How to think about playing the long, cold, lonely winter (on the East Coast, anyway)? George Harrison’s iconic 1969 “Here Comes the Sun” is on our mind, not least of all due to the excellent and fascinating “Man on the Run” documentary now out. Two high-ROIC sectors that are relatively out of favor (home improvement and auto parts) tend to benefit from non-normal temperature extremes in the ensuing quarters and year. The West Coast had a warm winter; the East Coast had a cold winter. In both sectors, such anomalies tend to subdue business in the short-term but drive elevated maintenance and repair needs out a quarter to a year. There are macro headwinds to be sure (housing turns remain subdued due to rates, some signs of life in mortgage refinancing data before the oil-driven spike). For auto parts, inclement weather hurts vehicle miles traveled, and higher gas prices will incrementally hurt VMT (real-time). With macro headwinds and higher vehicle loan rates, though, we tend to see further softening of new car & truck SAAR – driving up the average age of vehicles driven. We keep in mind that freeze-thaw for both cars and residences leads to failure. We are already seeing and hearing a pickup in plumbing and even foundation work on the East Coast. Long story short, we expect some incremental pressure in these sectors in the short-term, but followed a more spring-loaded demand recovery in 2H26. We’d add that historically, postponed maintenance can have a compounded (and so, larger) impact.
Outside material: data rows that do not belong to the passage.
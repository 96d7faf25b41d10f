use std::sync::Arc;

use anyhow::Context;

use crate::{foundation::core::Rgba8, foundation::error::BoardResult};

/// Raster image in premultiplied RGBA8 form.
#[derive(Clone, Debug, PartialEq)]
pub struct PreparedImage {
    pub width: u32,
    pub height: u32,
    /// Row-major premultiplied RGBA8.
    pub rgba8_premul: Arc<Vec<u8>>,
}

impl PreparedImage {
    pub fn solid(width: u32, height: u32, color: Rgba8) -> Self {
        let px = color.to_premul();
        let mut data = Vec::with_capacity(width as usize * height as usize * 4);
        for _ in 0..(width as usize * height as usize) {
            data.extend_from_slice(&px);
        }
        Self {
            width,
            height,
            rgba8_premul: Arc::new(data),
        }
    }
}

/// Decode encoded image bytes and convert to premultiplied RGBA8.
pub fn decode_image(bytes: &[u8]) -> BoardResult<PreparedImage> {
    let dyn_img = image::load_from_memory(bytes).context("decode image from memory")?;
    Ok(prepare(dyn_img))
}

/// Decode and shrink to fit inside `max_width` x `max_height`, keeping the aspect ratio.
///
/// Images already inside the box keep their size.
pub fn decode_thumbnail(bytes: &[u8], max_width: u32, max_height: u32) -> BoardResult<PreparedImage> {
    let dyn_img = image::load_from_memory(bytes).context("decode image from memory")?;
    let dyn_img = if dyn_img.width() > max_width || dyn_img.height() > max_height {
        dyn_img.thumbnail(max_width.max(1), max_height.max(1))
    } else {
        dyn_img
    };
    Ok(prepare(dyn_img))
}

fn prepare(dyn_img: image::DynamicImage) -> PreparedImage {
    let rgba = dyn_img.to_rgba8();
    let (width, height) = rgba.dimensions();

    let mut rgba8_premul = rgba.into_raw();
    premultiply_rgba8_in_place(&mut rgba8_premul);

    PreparedImage {
        width,
        height,
        rgba8_premul: Arc::new(rgba8_premul),
    }
}

fn premultiply_rgba8_in_place(rgba: &mut [u8]) {
    for px in rgba.chunks_exact_mut(4) {
        let a = px[3] as u16;
        if a == 0 {
            px[0] = 0;
            px[1] = 0;
            px[2] = 0;
            continue;
        }
        px[0] = ((px[0] as u16 * a + 127) / 255) as u8;
        px[1] = ((px[1] as u16 * a + 127) / 255) as u8;
        px[2] = ((px[2] as u16 * a + 127) / 255) as u8;
    }
}

#[cfg(test)]
#[path = "../../tests/unit/assets/decode.rs"]
mod tests;
pub type BoardResult<T> = Result<T, BoardError>;

#[derive(thiserror::Error, Debug)]
pub enum BoardError {
    #[error("invalid anchor: {0}")]
    InvalidAnchor(String),

    #[error("out of range: {0}")]
    OutOfRange(String),

    #[error("empty axis: {0}")]
    EmptyAxis(String),

    #[error("invalid weight: {0}")]
    InvalidWeight(String),

    #[error("validation error: {0}")]
    Validation(String),

    #[error("departure source error: {0}")]
    Source(String),

    #[error("render error: {0}")]
    Render(String),

    #[error("serialization error: {0}")]
    Serde(String),

    #[error(transparent)]
    Other(#[from] anyhow::Error),
}

impl BoardError {
    pub fn invalid_anchor(msg: impl Into<String>) -> Self {
        Self::InvalidAnchor(msg.into())
    }

    pub fn out_of_range(msg: impl Into<String>) -> Self {
        Self::OutOfRange(msg.into())
    }

    pub fn empty_axis(msg: impl Into<String>) -> Self {
        Self::EmptyAxis(msg.into())
    }

    pub fn invalid_weight(msg: impl Into<String>) -> Self {
        Self::InvalidWeight(msg.into())
    }

    pub fn validation(msg: impl Into<String>) -> Self {
        Self::Validation(msg.into())
    }

    pub fn source(msg: impl Into<String>) -> Self {
        Self::Source(msg.into())
    }

    pub fn render(msg: impl Into<String>) -> Self {
        Self::Render(msg.into())
    }

    pub fn serde(msg: impl Into<String>) -> Self {
        Self::Serde(msg.into())
    }

    /// True for the errors raised by an inconsistent layout (bad anchor, index, axis or weight).
    pub fn is_layout(&self) -> bool {
        matches!(
            self,
            Self::InvalidAnchor(_) | Self::OutOfRange(_) | Self::EmptyAxis(_) | Self::InvalidWeight(_)
        )
    }
}

impl From<serde_json::Error> for BoardError {
    fn from(err: serde_json::Error) -> Self {
        Self::Serde(err.to_string())
    }
}

#[cfg(test)]
#[path = "../../tests/unit/foundation/error.rs"]
mod tests;
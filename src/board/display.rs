//! Display root: the stations grid next to the info column.
//!
//! ```text
//! +------------------------------+---------------+
//! | Title                        |     12:34     |
//! | dep  dep  ...                | 24.12. Event  |
//! | Title                        |   +-------+   |
//! | dep  dep  ...                |   |poster |   |
//! +------------------------------+---------------+
//! ```

use chrono::{DateTime, FixedOffset, NaiveTime};

use crate::{
    artists::{
        clock::ClockArtist,
        departure::DepartureArtist,
        event::{Event, EventArtist},
        poster::PosterArtist,
        title::TitleArtist,
    },
    board::{config::BoardConfig, resources::Resources, schedule::Task},
    departures::{
        model::Station,
        pipeline::{DirectionFilter, fill_slots, station_departures},
        source::DepartureSource,
    },
    draw::{measure::Measure, surface::Surface},
    foundation::core::{Point, Size},
    foundation::error::{BoardError, BoardResult},
    layout::{
        anchor::Anchor,
        cascade::{Artist, EditGeometry, Resize},
        cell::Cell,
        grid::{Grid, GridArtist, GridSlot},
        stack::Stack,
    },
};

/// Child of the stations grid.
pub enum StationItem {
    Title(TitleArtist),
    Departures(Stack<DepartureArtist>),
}

/// Child of the info column.
pub enum InfoItem {
    Clock(ClockArtist),
    Event(EventArtist),
    Poster(PosterArtist),
}

/// The two columns of the root grid.
pub enum Panel {
    Stations(GridArtist<StationItem>),
    Info(Stack<InfoItem>),
}

macro_rules! delegate_artist {
    ($ty:ident { $($variant:ident),+ }) => {
        impl Artist for $ty {
            fn cell(&self) -> &Cell {
                match self {
                    $(Self::$variant(a) => a.cell(),)+
                }
            }

            fn cell_mut(&mut self) -> &mut Cell {
                match self {
                    $(Self::$variant(a) => a.cell_mut(),)+
                }
            }

            fn place(&mut self, surface: &mut dyn Surface) {
                match self {
                    $(Self::$variant(a) => a.place(surface),)+
                }
            }
        }
    };
}

delegate_artist!(StationItem { Title, Departures });
delegate_artist!(InfoItem { Clock, Event, Poster });
delegate_artist!(Panel { Stations, Info });

const STATIONS: usize = 0;
const INFO: usize = 1;

struct StationView {
    station: Station,
    /// Slots of the station's departure stacks in the stations grid, left to right.
    stacks: Vec<usize>,
}

/// Root of the display tree. Owns the layout, the artists and the resources.
pub struct Board {
    root: GridArtist<Panel>,
    stations: Vec<StationView>,
    clock: Option<usize>,
    poster: Option<usize>,
    resources: Resources,
    filter: DirectionFilter,
}

impl Board {
    /// Builds the tree for `config` and places it on a canvas-sized root.
    pub fn build(
        config: &BoardConfig,
        resources: Resources,
        surface: &mut dyn Surface,
        measure: &mut dyn Measure,
    ) -> BoardResult<Self> {
        let width = f64::from(config.canvas.width);
        let height = f64::from(config.canvas.height);

        let (stations_grid, stations) =
            build_stations(config, &resources, surface, measure)?;
        let (info, clock, poster) = build_info(&config.events, &resources, surface, measure);

        let root_cell = Cell::new(0.0, 0.0, width, height, Anchor::NorthWest);
        let grid = Grid::new(root_cell, vec![height], config.columns.clone())?
            .with_padding(config.padding.col, 0.0);
        let mut root = GridArtist::new(grid);
        root.insert(
            GridSlot::at(0, STATIONS).stretched(),
            Panel::Stations(stations_grid),
        )?;
        root.insert(
            GridSlot::at(0, INFO).anchored(Anchor::North),
            Panel::Info(info),
        )?;

        let mut board = Self {
            root,
            stations,
            clock,
            poster,
            resources,
            filter: config.direction_filter.clone(),
        };
        board.resize(surface, width, height)?;
        Ok(board)
    }

    pub fn root(&self) -> &GridArtist<Panel> {
        &self.root
    }

    pub fn resources(&self) -> &Resources {
        &self.resources
    }

    pub fn stations(&self) -> impl Iterator<Item = &Station> {
        self.stations.iter().map(|v| &v.station)
    }

    /// New overall size: the root is re-laid out with exactly one cascade.
    #[tracing::instrument(skip(self, surface))]
    pub fn resize(&mut self, surface: &mut dyn Surface, width: f64, height: f64) -> BoardResult<()> {
        if !width.is_finite() || !height.is_finite() || width < 0.0 || height < 0.0 {
            return Err(BoardError::validation(format!(
                "board size must be finite and >= 0, got {width}x{height}"
            )));
        }
        let mut handle = Resize::new(&mut self.root, surface);
        let mut lock = handle.lock();
        lock.update(|root| -> BoardResult<()> {
            root.grid_mut().set_row(0, height)?;
            let cell = root.cell_mut();
            cell.set_size(Size::new(width, height));
            cell.set_corner(Anchor::NorthWest, Point::ORIGIN);
            Ok(())
        })
    }

    /// Runs the pipeline for every station, then updates every departure row.
    ///
    /// Returns the number of stations that had data.
    #[tracing::instrument(skip_all, fields(stations = self.stations.len(), now = %now))]
    pub fn refresh_departures(
        &mut self,
        surface: &mut dyn Surface,
        measure: &mut dyn Measure,
        source: &mut dyn DepartureSource,
        now: DateTime<FixedOffset>,
    ) -> usize {
        let ordered: Vec<Option<Vec<_>>> = self
            .stations
            .iter()
            .map(|view| station_departures(&view.station, source, now, &self.filter))
            .collect();
        let with_data = ordered.iter().filter(|o| o.is_some()).count();

        let Some(Panel::Stations(grid)) = self.root.get_mut(STATIONS) else {
            return with_data;
        };
        for (view, departures) in self.stations.iter().zip(ordered) {
            let mut slots =
                fill_slots(departures.unwrap_or_default(), view.station.slots()).into_iter();
            for idx in &view.stacks {
                let Some(StationItem::Departures(stack)) = grid.get_mut(*idx) else {
                    continue;
                };
                for artist in stack.children_mut() {
                    let departure = slots.next().flatten();
                    artist.update_departure(surface, measure, &self.resources, departure.as_ref());
                }
            }
        }
        with_data
    }

    /// Departure rows of station `index`, in display order.
    pub fn departure_artists(&self, index: usize) -> Vec<&DepartureArtist> {
        let (Some(view), Some(Panel::Stations(grid))) =
            (self.stations.get(index), self.root.get(STATIONS))
        else {
            return Vec::new();
        };
        view.stacks
            .iter()
            .filter_map(|idx| match grid.get(*idx) {
                Some(StationItem::Departures(stack)) => Some(stack.children()),
                _ => None,
            })
            .flatten()
            .collect()
    }

    pub fn next_poster(&mut self, surface: &mut dyn Surface) {
        if let Some(InfoItem::Poster(poster)) = self.info_item_mut(self.poster) {
            poster.next_poster(surface);
        }
    }

    pub fn tick_clock(&mut self, surface: &mut dyn Surface, now: NaiveTime) {
        if let Some(InfoItem::Clock(clock)) = self.info_item_mut(self.clock) {
            clock.tick(surface, now);
        }
    }

    /// Runs the tasks a schedule reported as due.
    pub fn run_tasks(
        &mut self,
        tasks: &[Task],
        surface: &mut dyn Surface,
        measure: &mut dyn Measure,
        source: &mut dyn DepartureSource,
        now: DateTime<FixedOffset>,
    ) {
        for task in tasks {
            match task {
                Task::Stations => {
                    self.refresh_departures(surface, measure, source, now);
                }
                Task::Posters => self.next_poster(surface),
                Task::Clock => self.tick_clock(surface, now.time()),
            }
        }
    }

    fn info_item_mut(&mut self, idx: Option<usize>) -> Option<&mut InfoItem> {
        let Some(Panel::Info(stack)) = self.root.get_mut(INFO) else {
            return None;
        };
        stack.children_mut().get_mut(idx?)
    }
}

fn build_stations(
    config: &BoardConfig,
    resources: &Resources,
    surface: &mut dyn Surface,
    measure: &mut dyn Measure,
) -> BoardResult<(GridArtist<StationItem>, Vec<StationView>)> {
    let cols = config
        .stations
        .iter()
        .map(|s| s.departure_cols)
        .max()
        .unwrap_or(1)
        .max(1);
    let rows = vec![0.0; config.stations.len() * 2];
    let grid = Grid::new(Cell::default(), rows, vec![1.0; cols])?
        .with_padding(config.padding.col, config.padding.row);
    let mut grid = GridArtist::new(grid);

    let mut views = Vec::with_capacity(config.stations.len());
    for (i, station) in config.stations.iter().enumerate() {
        let title_row = 2 * i;
        let title = TitleArtist::new(surface, measure, resources, &station.name, config.title_anchor);
        grid.insert(
            GridSlot::at(title_row, 0)
                .span(1, cols)
                .anchored(config.title_anchor),
            StationItem::Title(title),
        )?;

        let mut stacks = Vec::with_capacity(station.departure_cols);
        for col in 0..station.departure_cols {
            let rows = (0..station.departure_rows)
                .map(|_| DepartureArtist::new(surface, measure, resources, Anchor::West))
                .collect();
            let stack = Stack::new(rows, Anchor::West, Anchor::West);
            stacks.push(grid.insert(
                GridSlot::at(title_row + 1, col).anchored(Anchor::West),
                StationItem::Departures(stack),
            )?);
        }
        views.push(StationView {
            station: station.clone(),
            stacks,
        });
    }
    grid.fit_rows()?;
    Ok((grid, views))
}

fn build_info(
    events: &[Event],
    resources: &Resources,
    surface: &mut dyn Surface,
    measure: &mut dyn Measure,
) -> (Stack<InfoItem>, Option<usize>, Option<usize>) {
    let mut items = vec![InfoItem::Clock(ClockArtist::new(
        surface,
        measure,
        resources,
        Anchor::North,
    ))];
    items.extend(events.iter().map(|event| {
        InfoItem::Event(EventArtist::new(
            surface,
            measure,
            resources,
            event,
            Anchor::NorthWest,
        ))
    }));
    let poster = if resources.posters().is_empty() {
        None
    } else {
        items.push(InfoItem::Poster(PosterArtist::new(
            surface,
            resources,
            Anchor::North,
        )));
        Some(items.len() - 1)
    };
    (Stack::new(items, Anchor::North, Anchor::North), Some(0), poster)
}

#[cfg(test)]
#[path = "../../tests/unit/board/display.rs"]
mod tests;
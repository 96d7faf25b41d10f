pub mod anchor;
pub mod cascade;
pub mod cell;
pub mod grid;
pub mod stack;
Companies sounded “OK” at recent conferences, focused on tariffs, and that AI is a real cost save opportunity? Sure. As mentioned above, business will change on gas prices, but not in the first 5 days. Consumers are stretched enough and the math suggests using our rule of thumb. Tariff confusion remains front and center operationally across our industry conversations, just as discretionary names had felt the opportunity to lap incremental costs and friction with stability. We continue to see marketing, finance, logistics and pricing as meaningful internal opportunities for AI within the consumer discretionary space.